Find relevant news stories and topics that highlight bias, especially when someone stood up for what’s right. Watch or read a story on the news and discuss how the same story can have ideological differences. Compare and contrast the various ways the story is being presented.

Since we already know that consuming news from one single source can lead to bias, present your children with a broad range of ideas, topics, and stories from various unbiased news sources.

HSE schools offer new social and emotional lessons each week. Go over these lessons with your children. Reinforce what they are learning.

Plan Activities

  • Volunteer and discuss the inequalities that have contributed to the problem and address them. For example, while volunteering at a homeless shelter, you can discuss the stereotypes and stigma of homeless people, learn about unfair housing policies, and think of solutions that could reverse the problem at hand.
  • Write letters to legislatures and business leaders asking for change; we must be holding our leaders accountable.
  • Participate in a children’s civil rights walk.
  • Explore various cultures around the world through clothing, food, traditions, and more.

Read Multicultural Books

Reading multicultural books provide an opportunity for our children to travel the world through pages. There is a wealth of children’s books on topics of bias, social justice, and diversity. My kids and I are currently doing a reading challenge where we are reading one book either about or that is set in every country. Simply by reading these diverse books, it has already brought upon incredible, engaging, and powerful conversations naturally with them.


Together We Are Better

I truly believe that by understanding various cultures and social groups, our children will be able to make better connections not only in their own personal lives, but in the lives of others as well.

Whether you are a parent or an educator, it’s up to us to teach our children to accept others for who they are. We need to teach our children to stand up for who and what they believe in. It is never okay to ignore acts of racism, prejudices, or bullying from others.

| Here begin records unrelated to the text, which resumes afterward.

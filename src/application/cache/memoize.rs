//! Function-level memoization backed by a [`CacheService`].
//!
//! ```no_run
//! use std::sync::Arc;
//! use std::time::Duration;
//! use xpguard::application::cache::{Cacheable, MemoryCache};
//!
//! # async fn demo() {
//! let cache = Arc::new(MemoryCache::default());
//! let price = Cacheable::new(|pair: &String| format!("price:{pair}"))
//!     .ttl(Duration::from_secs(5))
//!     .wrap(cache, |pair: String| async move { pair.len() as f64 });
//! let value = price.call("XP-USDT".to_string()).await;
//! # }
//! ```

use std::future::Future;
use std::marker::PhantomData;
use std::sync::Arc;
use std::time::Duration;

use serde::de::DeserializeOwned;
use serde::Serialize;
use tracing::{debug, warn};

use crate::port::CacheService;

type KeyFn<A> = Box<dyn Fn(&A) -> String + Send + Sync>;
type Predicate<R> = Box<dyn Fn(&R) -> bool + Send + Sync>;

/// Memoization settings: a key function, a TTL and an optional predicate.
pub struct Cacheable<A, R> {
    key_fn: KeyFn<A>,
    ttl: Option<Duration>,
    predicate: Option<Predicate<R>>,
}

impl<A, R> Cacheable<A, R> {
    /// Memoize under the key produced by `key_fn`.
    pub fn new(key_fn: impl Fn(&A) -> String + Send + Sync + 'static) -> Self {
        Self {
            key_fn: Box::new(key_fn),
            ttl: None,
            predicate: None,
        }
    }

    /// Override the cache's default TTL.
    #[must_use]
    pub fn ttl(mut self, ttl: Duration) -> Self {
        self.ttl = Some(ttl);
        self
    }

    /// Only store results for which `predicate` returns `true`.
    #[must_use]
    pub fn when(mut self, predicate: impl Fn(&R) -> bool + Send + Sync + 'static) -> Self {
        self.predicate = Some(Box::new(predicate));
        self
    }

    /// Wrap `f` so its results are memoized in `cache`.
    pub fn wrap<F, Fut>(self, cache: Arc<dyn CacheService>, f: F) -> CachedFn<A, R, F>
    where
        F: Fn(A) -> Fut,
        Fut: Future<Output = R>,
    {
        CachedFn {
            settings: self,
            cache,
            f,
            _marker: PhantomData,
        }
    }
}

/// A memoized async function produced by [`Cacheable::wrap`].
///
/// Cache failures never reach the caller: a failed read runs the function,
/// a failed write is logged.
pub struct CachedFn<A, R, F> {
    settings: Cacheable<A, R>,
    cache: Arc<dyn CacheService>,
    f: F,
    _marker: PhantomData<fn(A) -> R>,
}

impl<A, R, F, Fut> CachedFn<A, R, F>
where
    F: Fn(A) -> Fut,
    Fut: Future<Output = R>,
    R: Serialize + DeserializeOwned,
{
    /// Return the cached result for `args`, or compute and store it.
    pub async fn call(&self, args: A) -> R {
        let key = (self.settings.key_fn)(&args);

        match self.cache.get(&key).await {
            Ok(Some(value)) => match serde_json::from_value::<R>(value) {
                Ok(result) => {
                    debug!(key = %key, "Memoized result hit");
                    return result;
                }
                Err(e) => warn!(key = %key, error = %e, "Cached result has unexpected shape"),
            },
            Ok(None) => {}
            Err(e) => warn!(key = %key, error = %e, "Memoization cache read failed"),
        }

        let result = (self.f)(args).await;
        let store = self.settings.predicate.as_ref().map_or(true, |p| p(&result));
        if store {
            match serde_json::to_value(&result) {
                Ok(value) => {
                    if let Err(e) = self.cache.set(&key, value, self.settings.ttl).await {
                        warn!(key = %key, error = %e, "Memoization cache write failed");
                    }
                }
                Err(e) => warn!(key = %key, error = %e, "Failed to serialize result"),
            }
        }
        result
    }

    /// Drop the cached result for `args`.
    pub async fn invalidate(&self, args: &A) -> bool {
        let key = (self.settings.key_fn)(args);
        self.cache.delete(&key).await.unwrap_or_else(|e| {
            warn!(key = %key, error = %e, "Memoization cache delete failed");
            false
        })
    }
}

#[cfg(test)]
mod tests {
    use super::*;
    use crate::application::cache::MemoryCache;
    use crate::testkit::cache::FailingCache;
    use std::sync::atomic::{AtomicUsize, Ordering};

    #[tokio::test]
    async fn results_are_memoized_per_key() {
        let calls = Arc::new(AtomicUsize::new(0));
        let counter = calls.clone();
        let square = Cacheable::new(|n: &u64| format!("square:{n}")).wrap(
            Arc::new(MemoryCache::default()),
            move |n: u64| {
                counter.fetch_add(1, Ordering::SeqCst);
                async move { n * n }
            },
        );

        assert_eq!(square.call(4).await, 16);
        assert_eq!(square.call(4).await, 16);
        assert_eq!(square.call(5).await, 25);
        assert_eq!(calls.load(Ordering::SeqCst), 2);

        assert!(square.invalidate(&4).await);
        assert_eq!(square.call(4).await, 16);
        assert_eq!(calls.load(Ordering::SeqCst), 3);
    }

    #[tokio::test]
    async fn predicate_skips_unwanted_results() {
        let calls = Arc::new(AtomicUsize::new(0));
        let counter = calls.clone();
        let lookup = Cacheable::new(|id: &String| format!("pool:{id}"))
            .when(|found: &Option<u32>| found.is_some())
            .wrap(Arc::new(MemoryCache::default()), move |_id: String| {
                counter.fetch_add(1, Ordering::SeqCst);
                async { None::<u32> }
            });

        assert_eq!(lookup.call("x".to_string()).await, None);
        assert_eq!(lookup.call("x".to_string()).await, None);
        assert_eq!(calls.load(Ordering::SeqCst), 2);
    }

    #[tokio::test]
    async fn cache_failures_fall_through() {
        let double = Cacheable::new(|n: &i32| n.to_string())
            .ttl(Duration::from_secs(1))
            .wrap(Arc::new(FailingCache), |n: i32| async move { n * 2 });
        assert_eq!(double.call(21).await, 42);
        assert!(!double.invalidate(&21).await);
    }
}
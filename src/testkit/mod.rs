//! Shared test utilities available to both unit and integration tests.
//!
//! Enabled via `#[cfg(test)]` (unit tests) or the `testkit` feature
//! (integration tests).
//!
//! # Modules
//!
//! - [`cache`] - `FailingCache`, a [`CacheService`](crate::port::CacheService)
//!   whose every operation errors.
//! - [`bus`] - `RecordingBus`, a [`MessageBus`](crate::port::MessageBus) that
//!   records published events.
//! - [`domain`] - Builders for trade requests and trade windows.
//! - [`config`] - Canonical test configurations.

pub mod bus;
pub mod cache;
pub mod config;
pub mod domain;
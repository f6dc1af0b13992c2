//! Response caching for read-only HTTP handlers.
//!
//! Framework-agnostic: the caller maps its request into a [`CachedRequest`]
//! and its handler into a future yielding a [`JsonResponse`].

use std::fmt;
use std::future::Future;
use std::ops::RangeInclusive;
use std::sync::Arc;
use std::time::Duration;

use serde::{Deserialize, Serialize};
use serde_json::Value;
use tracing::{debug, warn};

use crate::port::CacheService;

/// The parts of a request that select a cached response.
#[derive(Debug, Clone, Default)]
pub struct CachedRequest {
    pub method: String,
    pub path: String,
    pub query: Vec<(String, String)>,
    pub user_id: Option<String>,
}

impl CachedRequest {
    #[must_use]
    pub fn get(path: impl Into<String>) -> Self {
        Self {
            method: "GET".to_string(),
            path: path.into(),
            ..Self::default()
        }
    }

    #[must_use]
    pub fn with_query(mut self, key: impl Into<String>, value: impl Into<String>) -> Self {
        self.query.push((key.into(), value.into()));
        self
    }

    #[must_use]
    pub fn with_user(mut self, user_id: impl Into<String>) -> Self {
        self.user_id = Some(user_id.into());
        self
    }
}

/// A JSON response as stored in the cache.
#[derive(Debug, Clone, PartialEq, Serialize, Deserialize)]
pub struct JsonResponse {
    pub status: u16,
    pub body: Value,
}

impl JsonResponse {
    #[must_use]
    pub const fn new(status: u16, body: Value) -> Self {
        Self { status, body }
    }

    #[must_use]
    pub const fn ok(body: Value) -> Self {
        Self::new(200, body)
    }
}

/// How query parameters contribute to the cache key.
#[derive(Debug, Clone, Default, PartialEq, Eq)]
pub enum QueryKeyMode {
    #[default]
    Ignore,
    All,
    Only(Vec<String>),
}

/// Whether a response came from the cache.
#[derive(Debug, Clone, Copy, PartialEq, Eq)]
pub enum CacheStatus {
    Hit,
    Miss,
    /// The request was not eligible for caching.
    Bypass,
}

impl CacheStatus {
    /// Value for an `X-Cache` response header.
    #[must_use]
    pub const fn as_header(self) -> &'static str {
        match self {
            Self::Hit => "HIT",
            Self::Miss => "MISS",
            Self::Bypass => "BYPASS",
        }
    }
}

/// Extra condition a response must meet to be stored.
pub type ResponsePredicate = Arc<dyn Fn(&JsonResponse) -> bool + Send + Sync>;

/// Configuration for a [`ResponseCache`].
#[derive(Clone)]
pub struct ResponseCacheOptions {
    pub prefix: String,
    /// `None` uses the cache's default TTL.
    pub ttl: Option<Duration>,
    /// Include the user id in the key.
    pub per_user: bool,
    pub query: QueryKeyMode,
    pub cacheable_status: RangeInclusive<u16>,
    pub predicate: Option<ResponsePredicate>,
}

impl Default for ResponseCacheOptions {
    fn default() -> Self {
        Self {
            prefix: "response".to_string(),
            ttl: None,
            per_user: false,
            query: QueryKeyMode::Ignore,
            cacheable_status: 200..=299,
            predicate: None,
        }
    }
}

impl fmt::Debug for ResponseCacheOptions {
    fn fmt(&self, f: &mut fmt::Formatter<'_>) -> fmt::Result {
        f.debug_struct("ResponseCacheOptions")
            .field("prefix", &self.prefix)
            .field("ttl", &self.ttl)
            .field("per_user", &self.per_user)
            .field("query", &self.query)
            .field("cacheable_status", &self.cacheable_status)
            .field("predicate", &self.predicate.is_some())
            .finish()
    }
}

/// Caches GET handler responses by path, user and query.
pub struct ResponseCache {
    cache: Arc<dyn CacheService>,
    options: ResponseCacheOptions,
}

impl ResponseCache {
    #[must_use]
    pub fn new(cache: Arc<dyn CacheService>, options: ResponseCacheOptions) -> Self {
        Self { cache, options }
    }

    fn path_key(&self, path: &str) -> String {
        format!("{}:{}", self.options.prefix, path)
    }

    /// Cache key for `request`: `{prefix}:{path}[:user:{id}][:{k=v&...}]`.
    #[must_use]
    pub fn key_for(&self, request: &CachedRequest) -> String {
        let mut key = self.path_key(&request.path);

        if self.options.per_user {
            if let Some(user) = &request.user_id {
                key.push_str(":user:");
                key.push_str(user);
            }
        }

        let mut params: Vec<&(String, String)> = match &self.options.query {
            QueryKeyMode::Ignore => Vec::new(),
            QueryKeyMode::All => request.query.iter().collect(),
            QueryKeyMode::Only(names) => request
                .query
                .iter()
                .filter(|(k, _)| names.contains(k))
                .collect(),
        };
        if !params.is_empty() {
            params.sort();
            let query = params
                .iter()
                .map(|(k, v)| format!("{k}={v}"))
                .collect::<Vec<_>>()
                .join("&");
            key.push(':');
            key.push_str(&query);
        }
        key
    }

    fn is_cacheable(&self, response: &JsonResponse) -> bool {
        self.options.cacheable_status.contains(&response.status)
            && self.options.predicate.as_ref().map_or(true, |p| p(response))
    }

    /// Serve `request` from the cache or run `handler` and store its response.
    ///
    /// Cache failures are logged and the handler runs as if on a miss.
    pub async fn handle<F, Fut>(&self, request: &CachedRequest, handler: F) -> (JsonResponse, CacheStatus)
    where
        F: FnOnce() -> Fut,
        Fut: Future<Output = JsonResponse>,
    {
        if !request.method.eq_ignore_ascii_case("GET") {
            return (handler().await, CacheStatus::Bypass);
        }

        let key = self.key_for(request);
        match self.cache.get(&key).await {
            Ok(Some(cached)) => match serde_json::from_value::<JsonResponse>(cached) {
                Ok(response) => {
                    debug!(key = %key, "Response cache hit");
                    return (response, CacheStatus::Hit);
                }
                Err(e) => warn!(key = %key, error = %e, "Discarding malformed cached response"),
            },
            Ok(None) => {}
            Err(e) => warn!(key = %key, error = %e, "Response cache read failed"),
        }

        let response = handler().await;
        if self.is_cacheable(&response) {
            match serde_json::to_value(&response) {
                Ok(value) => {
                    if let Err(e) = self.cache.set(&key, value, self.options.ttl).await {
                        warn!(key = %key, error = %e, "Response cache write failed");
                    }
                }
                Err(e) => warn!(key = %key, error = %e, "Failed to serialize response"),
            }
        }
        (response, CacheStatus::Miss)
    }

    /// Remove every cached variant of `path`. Returns the number removed.
    pub async fn invalidate(&self, path: &str) -> usize {
        let base = self.path_key(path);
        let keys = match self.cache.stats().await {
            Ok(stats) => stats.keys,
            Err(e) => {
                warn!(path = %path, error = %e, "Failed to list cached responses");
                return 0;
            }
        };

        let mut removed = 0;
        for key in keys
            .iter()
            .filter(|k| *k == &base || k.strip_prefix(base.as_str()).is_some_and(|r| r.starts_with(':')))
        {
            match self.cache.delete(key).await {
                Ok(true) => removed += 1,
                Ok(false) => {}
                Err(e) => warn!(key = %key, error = %e, "Failed to invalidate cached response"),
            }
        }
        debug!(path = %path, removed, "Invalidated cached responses");
        removed
    }
}

#[cfg(test)]
mod tests {
    use super::*;
    use crate::application::cache::MemoryCache;
    use serde_json::json;

    fn response_cache(options: ResponseCacheOptions) -> ResponseCache {
        ResponseCache::new(Arc::new(MemoryCache::default()), options)
    }

    #[test]
    fn key_includes_user_and_sorted_query() {
        let cache = response_cache(ResponseCacheOptions {
            per_user: true,
            query: QueryKeyMode::All,
            ..ResponseCacheOptions::default()
        });
        let request = CachedRequest::get("/api/pools")
            .with_query("sort", "tvl")
            .with_query("limit", "10")
            .with_user("42");
        assert_eq!(
            cache.key_for(&request),
            "response:/api/pools:user:42:limit=10&sort=tvl"
        );
    }

    #[test]
    fn key_selects_listed_query_params() {
        let cache = response_cache(ResponseCacheOptions {
            query: QueryKeyMode::Only(vec!["pair".to_string()]),
            ..ResponseCacheOptions::default()
        });
        let request = CachedRequest::get("/api/price")
            .with_query("pair", "XP-USDT")
            .with_query("nonce", "123")
            .with_user("7");
        assert_eq!(cache.key_for(&request), "response:/api/price:pair=XP-USDT");
    }

    #[tokio::test]
    async fn second_request_is_served_from_cache() {
        let cache = response_cache(ResponseCacheOptions::default());
        let request = CachedRequest::get("/api/tokens");

        let (first, status) = cache
            .handle(&request, || async { JsonResponse::ok(json!(["XP"])) })
            .await;
        assert_eq!(status, CacheStatus::Miss);

        let (second, status) = cache
            .handle(&request, || async { JsonResponse::ok(json!(["changed"])) })
            .await;
        assert_eq!(status, CacheStatus::Hit);
        assert_eq!(second, first);
    }

    #[tokio::test]
    async fn error_responses_are_not_cached() {
        let cache = response_cache(ResponseCacheOptions::default());
        let request = CachedRequest::get("/api/tokens");

        cache
            .handle(&request, || async { JsonResponse::new(500, json!({"error": "boom"})) })
            .await;
        let (_, status) = cache
            .handle(&request, || async { JsonResponse::ok(json!([])) })
            .await;
        assert_eq!(status, CacheStatus::Miss);
    }

    #[tokio::test]
    async fn predicate_can_veto_storage() {
        let cache = response_cache(ResponseCacheOptions {
            predicate: Some(Arc::new(|r: &JsonResponse| r.body.as_array().is_some_and(|a| !a.is_empty()))),
            ..ResponseCacheOptions::default()
        });
        let request = CachedRequest::get("/api/tokens");

        cache.handle(&request, || async { JsonResponse::ok(json!([])) }).await;
        let (_, status) = cache
            .handle(&request, || async { JsonResponse::ok(json!([1])) })
            .await;
        assert_eq!(status, CacheStatus::Miss);
    }

    #[tokio::test]
    async fn non_get_requests_bypass() {
        let cache = response_cache(ResponseCacheOptions::default());
        let request = CachedRequest {
            method: "POST".to_string(),
            ..CachedRequest::get("/api/swap")
        };
        let (_, status) = cache
            .handle(&request, || async { JsonResponse::ok(json!({})) })
            .await;
        assert_eq!(status, CacheStatus::Bypass);
        assert_eq!(status.as_header(), "BYPASS");
    }

    #[tokio::test]
    async fn invalidate_removes_every_variant_of_a_path() {
        let cache = response_cache(ResponseCacheOptions {
            query: QueryKeyMode::All,
            ..ResponseCacheOptions::default()
        });
        for page in ["1", "2"] {
            let request = CachedRequest::get("/api/pools").with_query("page", page);
            cache.handle(&request, || async { JsonResponse::ok(json!([])) }).await;
        }
        cache
            .handle(&CachedRequest::get("/api/pools/archived"), || async {
                JsonResponse::ok(json!([]))
            })
            .await;

        assert_eq!(cache.invalidate("/api/pools").await, 2);
        let (_, status) = cache
            .handle(&CachedRequest::get("/api/pools/archived"), || async {
                JsonResponse::ok(json!([]))
            })
            .await;
        assert_eq!(status, CacheStatus::Hit);
    }
}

This is a continuing effort.

Being silent isn’t the answer. With the injustices we are facing today, we cannot turn a blind eye while little eyes are watching us. Are we willing to stand up for what’s right? Or do we continue to ignore it?

I hope this has inspired you to have meaningful conversations with your children. Whether through pages in the books that you read or through everyday life examples, we can collectively make the necessary changes so our children can grow up in a world united.